WASHINGTON, D.C. (Hindustan Times): US lawmakers on Wednesday used very strong language to oppose the sale of armament to Pakistan, arguing it cannot be trusted because of its continued support for terrorism.

One lawmaker called the country a “snitch” in the context of why the US didn’t inform Pakistan before the raid that killed Osama bin Laden in Abbottabad in May 2011.

Another member called Pakistan a “Benedict Arnold” ally, referencing an American general who switched sides during the War of Independence to join the British.

They were at a hearing of the US House of Representatives’ foreign affairs committee called to review counter-terrorism ties with Pakistan in the light of the San Bernardino shootings.

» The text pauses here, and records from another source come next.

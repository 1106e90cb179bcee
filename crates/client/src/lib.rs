//! chwire client - bulk inserts over the ClickHouse native protocol
//!
//! # Architecture
//!
//! ```text
//! Pool::prepare_batch ──► Connection::prepare_batch ──► Batch
//!                                                         │ append / column(i).append
//!                                                         ▼
//!                                 Batch::send: Data ─► Data(empty) ─► flush ─► drain
//!                                                         │
//!                          Pool ◄── release(conn, last error), exactly once
//! ```
//!
//! - [`Connection`] - one handshaken transport, deadline-bounded I/O
//! - [`Batch`] / [`BatchColumn`] - single-use row and column buffering
//! - direct writes on [`Connection`] - `begin_insert`, `write_block`,
//!   `commit`, `rollback` for callers driving the insert themselves
//! - [`Pool`] - bounded checkout with reuse decided by the last error
//! - [`test`] - in-process mock server and fault-injecting transport
//!
//! # Quick Start
//!
//! ```no_run
//! use chwire_client::{ClientOptions, Pool, QueryOptions};
//!
//! # async fn run() -> chwire_client::Result<()> {
//! let pool = Pool::new(ClientOptions {
//!     addr: "127.0.0.1:9000".into(),
//!     ..ClientOptions::default()
//! });
//!
//! let mut batch = pool
//!     .prepare_batch("INSERT INTO example (id, name)", QueryOptions::new())
//!     .await?;
//! for id in 0..1000u64 {
//!     batch.append((id, format!("row {id}")))?;
//! }
//! batch.send().await?;
//! # Ok(())
//! # }
//! ```

mod batch;
mod connection;
mod direct;
mod error;
mod options;
mod pool;
mod rewrite;
pub mod test;

pub use batch::{Batch, BatchColumn, IntoRow, Release};
pub use connection::{Connection, Transport};
pub use error::{Error, ErrorKind, Result};
pub use options::{
    ClientOptions, DEFAULT_BLOCK_BUFFER_SIZE, DEFAULT_DIAL_TIMEOUT, OnProcess, QueryOptions,
};
pub use pool::{Pool, PoolStats, PooledConnection};
pub use rewrite::insert_query;

// Re-export the protocol types callers touch
pub use chwire_protocol::{
    Block, ColumnType, ProfileEvent, ProfileInfo, Progress, ServerException, ServerLog, Setting,
    Value,
};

Tashfeen Malik and her husband Syed Rizwan Farook, both of Pakistani origin, shot and killed 14 people in the attack.

“I doubt that anyone who follows Pakistan closely was surprised to learn that one of the San Bernardino attackers — Tashfeen Malik — studied at a Pakistani school spreading a particularly fundamentalist message,” committee chairman Ed Royce said in his opening remarks.

Announcing the hearing last week, the committee said it would look at US aid to Pakistan — $30 billion since September 11, 2001, according to a lawmaker.

The Obama administration proposes to sell eight new F-16 jets to Pakistan — each worth an estimated $165 million — and is due to formally notify Congress about it any day now.

Ted Poe, a Republican member of the House of Representatives, opposed the sale at the hearing, saying Pakistan had scrambled its F-16s after the Abbottabad raid.

A raid, Poe said, about which the US did not give Pakistan an advance warning, as they would “snitch us off and Osama bin Laden would have left.”

“We need to be very concerned about providing armaments for Pakistan who seems to play all the sides,” he added.

Dana Rohrabacher, another Republican member of the House used Benedict Arnold to portray Pakistan as an untrustworthy ally completely undeserving of American aid.

“The clique that runs that country is treating us like suckers and they should,” he said, “because . . . we are giving people money who have continually involved themselves in acts harmful” to the US.

The lawmakers expressed concern about Pakistan’s nuclear arsenal, which is expected to become the world’s third largest by 2025, according to a recent study.